DIRECTIONS: Print the data that follows exactly as it stands, from its first line through the line containing "let bus_dep: Arc<dyn", and stop there.

LISTED ENTRIES:
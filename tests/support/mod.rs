//! Shared fixtures for the worker integration tests.

// Each test binary compiles this module and uses a different subset of it.
#![allow(dead_code)]

use std::path::Path;
use std::sync::Arc;
use std::sync::atomic::{AtomicU32, Ordering};

use async_trait::async_trait;
use image::{ImageFormat, RgbImage};
use tempfile::TempDir;
use validation_worker::bus::{EventBus, InMemoryEventBus, MessageHandler, SubscribeOptions};
use validation_worker::pipeline::ValidationPolicy;
use validation_worker::provider::{FileProvider, ProviderError, ScopedFile};
use validation_worker::repository::InMemoryListingRepository;
use validation_worker::worker::{ValidationWorker, WorkerOptions};
use validation_worker::LocalFileProvider;

/// Ingress subject used across the scenario tests.
pub const INGRESS: &str = "validation.start";

/// Egress subject for activation events.
pub const INDEX_TOPIC: &str = "index_listing";

/// A worker wired against deterministic in-memory dependencies.
pub struct Harness {
    /// Keeps the storage root alive for the test's duration.
    pub dir: TempDir,
    pub provider: Arc<LocalFileProvider>,
    pub repo: Arc<InMemoryListingRepository>,
    pub bus: Arc<InMemoryEventBus>,
    pub worker: Arc<ValidationWorker>,
}

impl Harness {
    /// Builds a harness around an optional provider decorator (used to
    /// inject storage faults).
    pub async fn with_provider<P: FileProvider + 'static>(
        dir: TempDir,
        local: Arc<LocalFileProvider>,
        provider: Arc<P>,
    ) -> Self {
        let repo = Arc::new(InMemoryListingRepository::new());
        let bus = Arc::new(InMemoryEventBus::new(5));

        let repo_dep: Arc<dyn validation_worker::ListingRepository> = repo.clone();
        let bus_dep: Arc<dyn validation_worker::EventBus> = bus.clone();
        let worker = Arc::new(ValidationWorker::new(
            provider,
            repo_dep,
            bus_dep,
            ValidationPolicy::default(),
            WorkerOptions {
                concurrency: 4,
                ingress_topic: INGRESS.to_string(),
                index_topic: INDEX_TOPIC.to_string(),
                ..WorkerOptions::default()
            },
        ));

        bus.subscribe(
            INGRESS,
            Arc::clone(&worker) as Arc<dyn MessageHandler>,
            SubscribeOptions {
                max_in_flight: 4,
                manual_ack: true,
                on_failure: None,
            },
        )
        .await
        .unwrap();

        Self {
            dir,
            provider: local,
            repo,
            bus,
            worker,
        }
    }

    /// Builds the default harness over a local provider.
    pub async fn new() -> Self {
        let dir = TempDir::new().unwrap();
        let local = Arc::new(LocalFileProvider::new(dir.path()).unwrap());
        Self::with_provider(dir, Arc::clone(&local), local.clone()).await
    }

    /// Serialized ingress payload for a job.
    pub fn job_payload(file_id: &str, listing_id: &str, file_key: &str, file_type: &str) -> Vec<u8> {
        serde_json::to_vec(&serde_json::json!({
            "trace_id": format!("trace-{file_id}"),
            "file_id": file_id,
            "listing_id": listing_id,
            "user_id": "u",
            "file_key": file_key,
            "file_type": file_type,
        }))
        .unwrap()
    }
}

/// Encoded JPEG bytes of a solid-color image.
pub fn jpeg_bytes(width: u32, height: u32) -> Vec<u8> {
    let img = RgbImage::from_pixel(width, height, image::Rgb([200, 20, 20]));
    let mut out = std::io::Cursor::new(Vec::new());
    img.write_to(&mut out, ImageFormat::Jpeg).unwrap();
    out.into_inner()
}

/// Encoded PNG bytes of a solid-color image.
pub fn png_bytes(width: u32, height: u32) -> Vec<u8> {
    let img = RgbImage::from_pixel(width, height, image::Rgb([20, 200, 20]));
    let mut out = std::io::Cursor::new(Vec::new());
    img.write_to(&mut out, ImageFormat::Png).unwrap();
    out.into_inner()
}

/// Binary STL bytes for a unit tetrahedron (watertight, 4 faces).
pub fn tetrahedron_stl() -> Vec<u8> {
    let a = [0.0f32, 0.0, 0.0];
    let b = [1.0f32, 0.0, 0.0];
    let c = [0.0f32, 1.0, 0.0];
    let d = [0.0f32, 0.0, 1.0];
    let triangles: Vec<[[f32; 3]; 3]> = vec![[a, c, b], [a, b, d], [b, c, d], [a, d, c]];

    let mut out = vec![0u8; 80];
    out.extend_from_slice(&(triangles.len() as u32).to_le_bytes());
    for tri in &triangles {
        out.extend_from_slice(&[0u8; 12]);
        for v in tri {
            for coord in v {
                out.extend_from_slice(&coord.to_le_bytes());
            }
        }
        out.extend_from_slice(&[0u8; 2]);
    }
    out
}

/// Provider decorator that sabotages one render view: it plants a
/// directory where that view's output file would be written, so the
/// renderer's save fails for that view while the other views succeed.
pub struct ViewBlockingProvider {
    inner: Arc<LocalFileProvider>,
    view: &'static str,
    blocked: std::sync::Mutex<Option<std::path::PathBuf>>,
}

impl ViewBlockingProvider {
    pub fn new(inner: Arc<LocalFileProvider>, view: &'static str) -> Self {
        Self {
            inner,
            view,
            blocked: std::sync::Mutex::new(None),
        }
    }

    /// Path of the planted obstruction, for cleanup.
    pub fn blocked_path(&self) -> Option<std::path::PathBuf> {
        self.blocked.lock().unwrap().clone()
    }
}

#[async_trait]
impl FileProvider for ViewBlockingProvider {
    async fn get_file(&self, key: &str) -> Result<ScopedFile, ProviderError> {
        self.inner.get_file(key).await
    }

    async fn get_file_temp(&self, key: &str) -> Result<std::path::PathBuf, ProviderError> {
        let path = self.inner.get_file_temp(key).await?;
        let stem = path
            .file_stem()
            .and_then(|s| s.to_str())
            .unwrap_or("model")
            .to_string();
        let obstruction = path.with_file_name(format!("{stem}_{}.webp", self.view));
        std::fs::create_dir(&obstruction)
            .map_err(|e| ProviderError::io(obstruction.clone(), e))?;
        *self.blocked.lock().unwrap() = Some(obstruction);
        Ok(path)
    }

    async fn store_image(&self, source: &Path, dest_key: &str) -> Result<(), ProviderError> {
        self.inner.store_image(source, dest_key).await
    }

    async fn store_product_file(
        &self,
        source: &Path,
        dest_key: &str,
    ) -> Result<(), ProviderError> {
        self.inner.store_product_file(source, dest_key).await
    }
}

/// Provider decorator that fails the first N `store_image` calls.
pub struct FlakyStoreProvider {
    inner: Arc<LocalFileProvider>,
    failures_remaining: AtomicU32,
}

impl FlakyStoreProvider {
    pub fn new(inner: Arc<LocalFileProvider>, failures: u32) -> Self {
        Self {
            inner,
            failures_remaining: AtomicU32::new(failures),
        }
    }
}

#[async_trait]
impl FileProvider for FlakyStoreProvider {
    async fn get_file(&self, key: &str) -> Result<ScopedFile, ProviderError> {
        self.inner.get_file(key).await
    }

    async fn store_image(&self, source: &Path, dest_key: &str) -> Result<(), ProviderError> {
        let remaining = self.failures_remaining.load(Ordering::SeqCst);
        if remaining > 0 {
            self.failures_remaining.store(remaining - 1, Ordering::SeqCst);
            return Err(ProviderError::backend(dest_key, "connection reset"));
        }
        self.inner.store_image(source, dest_key).await
    }

    async fn store_product_file(
        &self,
        source: &Path,
        dest_key: &str,
    ) -> Result<(), ProviderError> {
        self.inner.store_product_file(source, dest_key).await
    }
}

EXPECTED ANSWER:
filename tests/support/mod.rs
//! Shared fixtures for the worker integration tests.

// Each test binary compiles this module and uses a different subset of it.
#![allow(dead_code)]

use std::path::Path;
use std::sync::Arc;
use std::sync::atomic::{AtomicU32, Ordering};

use async_trait::async_trait;
use image::{ImageFormat, RgbImage};
use tempfile::TempDir;
use validation_worker::bus::{EventBus, InMemoryEventBus, MessageHandler, SubscribeOptions};
use validation_worker::pipeline::ValidationPolicy;
use validation_worker::provider::{FileProvider, ProviderError, ScopedFile};
use validation_worker::repository::InMemoryListingRepository;
use validation_worker::worker::{ValidationWorker, WorkerOptions};
use validation_worker::LocalFileProvider;

/// Ingress subject used across the scenario tests.
pub const INGRESS: &str = "validation.start";

/// Egress subject for activation events.
pub const INDEX_TOPIC: &str = "index_listing";

/// A worker wired against deterministic in-memory dependencies.
pub struct Harness {
    /// Keeps the storage root alive for the test's duration.
    pub dir: TempDir,
    pub provider: Arc<LocalFileProvider>,
    pub repo: Arc<InMemoryListingRepository>,
    pub bus: Arc<InMemoryEventBus>,
    pub worker: Arc<ValidationWorker>,
}

impl Harness {
    /// Builds a harness around an optional provider decorator (used to
    /// inject storage faults).
    pub async fn with_provider<P: FileProvider + 'static>(
        dir: TempDir,
        local: Arc<LocalFileProvider>,
        provider: Arc<P>,
    ) -> Self {
        let repo = Arc::new(InMemoryListingRepository::new());
        let bus = Arc::new(InMemoryEventBus::new(5));

        let repo_dep: Arc<dyn validation_worker::ListingRepository> = repo.clone();
        let bus_dep: Arc<dyn validation_worker::EventBus> = bus.clone();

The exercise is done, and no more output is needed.